Re: [Glossary] Definition of a portable document (and other things...)

I realize that we are getting into some finer semantics, but given that the purpose of this discussion is a common definition of terms, it would seem reasonable to do so.

Deborah – you seem to be mixing the abilities of the file format with the specific implementation choices of an author using that format.  The format is portable, because it allows the content to be used in all of those environments in a common manner.   The fact that a given author of content for that format chose to do something strange (be it colors or offscreen or whatever) has NOTHING to do with the formats ability to be portable.

Leonard

From: Deborah Kaplan
Date: Friday, September 4, 2015 at 1:41 PM
To: Leonard Rosenthol
Cc: Ivan Herman, W3C Digital Publishing IG, Ralph Swick, Bill Kasdorf, Bill McCoy
Subject: Re: [Glossary] Definition of a portable document (and other things...)

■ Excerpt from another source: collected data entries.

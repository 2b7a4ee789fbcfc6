//! Transport bar widget - tempo, play state, seed source and statistics

use ratatui::{
    layout::Rect,
    style::{Color, Style},
    text::{Line, Span},
    widgets::{Block, Borders, Paragraph},
    Frame,
};

use chorale_player::service::SeedType;

use super::App;

pub fn render_transport(frame: &mut Frame, area: Rect, app: &App) {
    let block = Block::default().title(" chorale ").borders(Borders::ALL);

    let session = &app.session;
    let playing = session.is_playing();
    let play_symbol = if playing { "▶" } else { "■" };
    let play_state_str = if playing { "Playing" } else { "Stopped" };

    let seed = match session.seed_type() {
        SeedType::Manual => "manual".to_owned(),
        SeedType::Csv => "csv".to_owned(),
        SeedType::Random => {
            let draw = session
                .seed_random()
                .map_or_else(|| "any".to_owned(), |s| s.to_string());
            format!(
                "random #{} rests {:.2}",
                draw,
                session.config().rest_probability
            )
        }
    };

    let position = match (session.position(), session.chorale()) {
        (Some(index), Some(chorale)) => format!("{}/{}  ", index + 1, chorale.len()),
        _ => String::new(),
    };

    let stats = session.stats();

    let line = Line::from(vec![
        Span::styled(
            format!(" BPM: {:.0}  ", app.tempo_bpm),
            Style::default().fg(Color::Cyan),
        ),
        Span::styled(
            format!("{} {}  ", play_symbol, play_state_str),
            Style::default().fg(if playing { Color::Green } else { Color::Yellow }),
        ),
        Span::styled(position, Style::default().fg(Color::White)),
        Span::styled(
            format!("Seed: {}  Length: {}  ", seed, session.config().length),
            Style::default().fg(Color::White),
        ),
        Span::styled(
            format!(
                "Chords: {}  Range: {}  Rests: {}",
                stats.chord_count_label(),
                stats.pitch_range_label(),
                stats.rest_count_label()
            ),
            Style::default().fg(Color::Magenta),
        ),
    ]);

    let paragraph = Paragraph::new(line).block(block);
    frame.render_widget(paragraph, area);
}
//! Player configuration, loadable from a JSON file.
//!
//! Every field has a default, so a config file only needs the values it
//! changes:
//!
//! ```json
//! { "tempo_bpm": 72, "roll": { "cell_width": 12 } }
//! ```

use std::{fs, path::Path};

use serde::{Deserialize, Serialize};
use thiserror::Error;

use crate::{
    audio::{PlaybackSettings, DEFAULT_TEMPO_BPM},
    roll::RollLayout,
};

#[derive(Debug, Error)]
pub enum ConfigError {
    #[error("failed to read config: {0}")]
    Io(#[from] std::io::Error),
    #[error("invalid config: {0}")]
    Parse(#[from] serde_json::Error),
}

#[derive(Debug, Clone, PartialEq, Serialize, Deserialize)]
#[serde(default)]
pub struct PlayerConfig {
    pub tempo_bpm: f64,
    /// Chords requested from the generation service
    pub length: usize,
    /// Rest probability sent with random-seed requests
    pub rest_probability: f64,
    pub playback: PlaybackSettings,
    pub roll: RollLayout,
}

impl Default for PlayerConfig {
    fn default() -> Self {
        Self {
            tempo_bpm: DEFAULT_TEMPO_BPM,
            length: 56,
            rest_probability: 0.2,
            playback: PlaybackSettings::default(),
            roll: RollLayout::default(),
        }
    }
}

impl PlayerConfig {
    pub fn load(path: impl AsRef<Path>) -> Result<Self, ConfigError> {
        let text = fs::read_to_string(path)?;
        Self::from_json(&text)
    }

    pub fn from_json(text: &str) -> Result<Self, ConfigError> {
        Ok(serde_json::from_str(text)?)
    }
}

#[cfg(test)]
mod tests {
    use super::*;

    #[test]
    fn empty_object_gives_defaults() {
        assert_eq!(PlayerConfig::from_json("{}").unwrap(), PlayerConfig::default());
    }

    #[test]
    fn partial_override() {
        let config = PlayerConfig::from_json(
            r#"{ "tempo_bpm": 72, "roll": { "cell_width": 12 }, "playback": { "peak": 0.5 } }"#,
        )
        .unwrap();

        assert_eq!(config.tempo_bpm, 72.0);
        assert_eq!(config.roll.cell_width, 12);
        assert_eq!(config.roll.row_height, 6);
        assert_eq!(config.playback.envelope.peak, 0.5);
        assert_eq!(config.playback.lead_in, 0.1);
        assert_eq!(config.length, 56);
    }

    #[test]
    fn malformed_json_is_an_error() {
        assert!(matches!(
            PlayerConfig::from_json("{ tempo"),
            Err(ConfigError::Parse(_))
        ));
    }
}
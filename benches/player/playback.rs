//! Benchmarks for voice scheduling and mixing.

use std::hint::black_box;

use criterion::{BenchmarkId, Criterion};
use chorale_player::{
    audio::{AudioScheduler, OfflineBackend, PlaybackSettings},
    chorale::Chorale,
};

use super::chorale;
use crate::CHORALE_LENGTHS;

const SAMPLE_RATE: f32 = 48_000.0;

pub fn bench_schedule(c: &mut Criterion) {
    let mut group = c.benchmark_group("playback/schedule");

    for &len in CHORALE_LENGTHS {
        let chorale = chorale(len);
        let mut scheduler =
            AudioScheduler::new(OfflineBackend::new(SAMPLE_RATE), PlaybackSettings::default());

        // Each play() cancels the previous one, so this measures stop + schedule
        group.bench_with_input(BenchmarkId::from_parameter(len), &len, |b, _| {
            b.iter(|| black_box(scheduler.play(Some(&chorale), 90.0)))
        });
    }

    group.finish();
}

pub fn bench_mix(c: &mut Criterion) {
    let mut group = c.benchmark_group("playback/mix");

    for &block in &[256usize, 512] {
        // One four-note chord held for hours, so every block mixes four voices
        let mut scheduler =
            AudioScheduler::new(OfflineBackend::new(SAMPLE_RATE), PlaybackSettings::default());
        scheduler.play(Some(&Chorale::from(vec![[60, 64, 67, 72]])), 0.01);
        scheduler.backend_mut().advance(0.5);

        group.bench_with_input(BenchmarkId::from_parameter(block), &block, |b, &block| {
            b.iter(|| black_box(scheduler.backend_mut().render(block)))
        });
    }

    group.finish();
}
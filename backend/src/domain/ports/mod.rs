//! Domain ports: the data-access boundary the handlers call through.
//!
//! The production collaborator is a hosted backend; handlers see only these
//! traits. Adapters report typed errors which handlers wrap into
//! [`crate::domain::AppError`] at the call site.

mod macros;
pub(crate) use macros::define_port_error;

mod account_repository;
mod expense_repository;
mod trip_repository;

#[cfg(test)]
pub use account_repository::MockAccountRepository;
pub use account_repository::{AccountPersistenceError, AccountRepository};
#[cfg(test)]
pub use expense_repository::MockExpenseRepository;
pub use expense_repository::{ExpensePersistenceError, ExpenseRepository};
#[cfg(test)]
pub use trip_repository::MockTripRepository;
pub use trip_repository::{TripPersistenceError, TripRepository};
//! In-process adapters standing in for the hosted backend.
//!
//! They keep records in memory behind async read/write locks, assign
//! identifiers and creation times, and enforce the same uniqueness rules the
//! hosted tables do. Used for local development and tests.

mod accounts;
mod expenses;
mod trips;

pub use accounts::InMemoryAccountRepository;
pub use expenses::InMemoryExpenseRepository;
pub use trips::InMemoryTripRepository;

A certain amount of adaptation  is necessary before you can call something "portable." If you create a webpage which is cyan font on a cyan background on every browser except for Internet Explorer 6, does it matter that the format *allows* adaptability? I would argue that is not portable document. Similarly, if you created a website where every aspect of content was offscreen, and therefore only available to screen reader users, that would also quite arguably not be portable, by any useful definition. In both of these cases the formats allow for adaptability, but in neither of these cases are the documents themselves actually useful if they are in any way ported.

Given this constraint, "portability," actually has some rather wonderful implications for accessibility. If a website with all the text only available to screen reader users (a straw man example) isn't portable, then it is equally true that a website where all the text is images without alt (not a straw man at all, as examples exist all over the web) is not portable.

Adaptability doesn't have to mean a complicated website looks great in ibooks; it means the essential components of the document are available when the document's context is changed. (The "graceful degradation" aspect Ivan and Leonard are discussing upthread.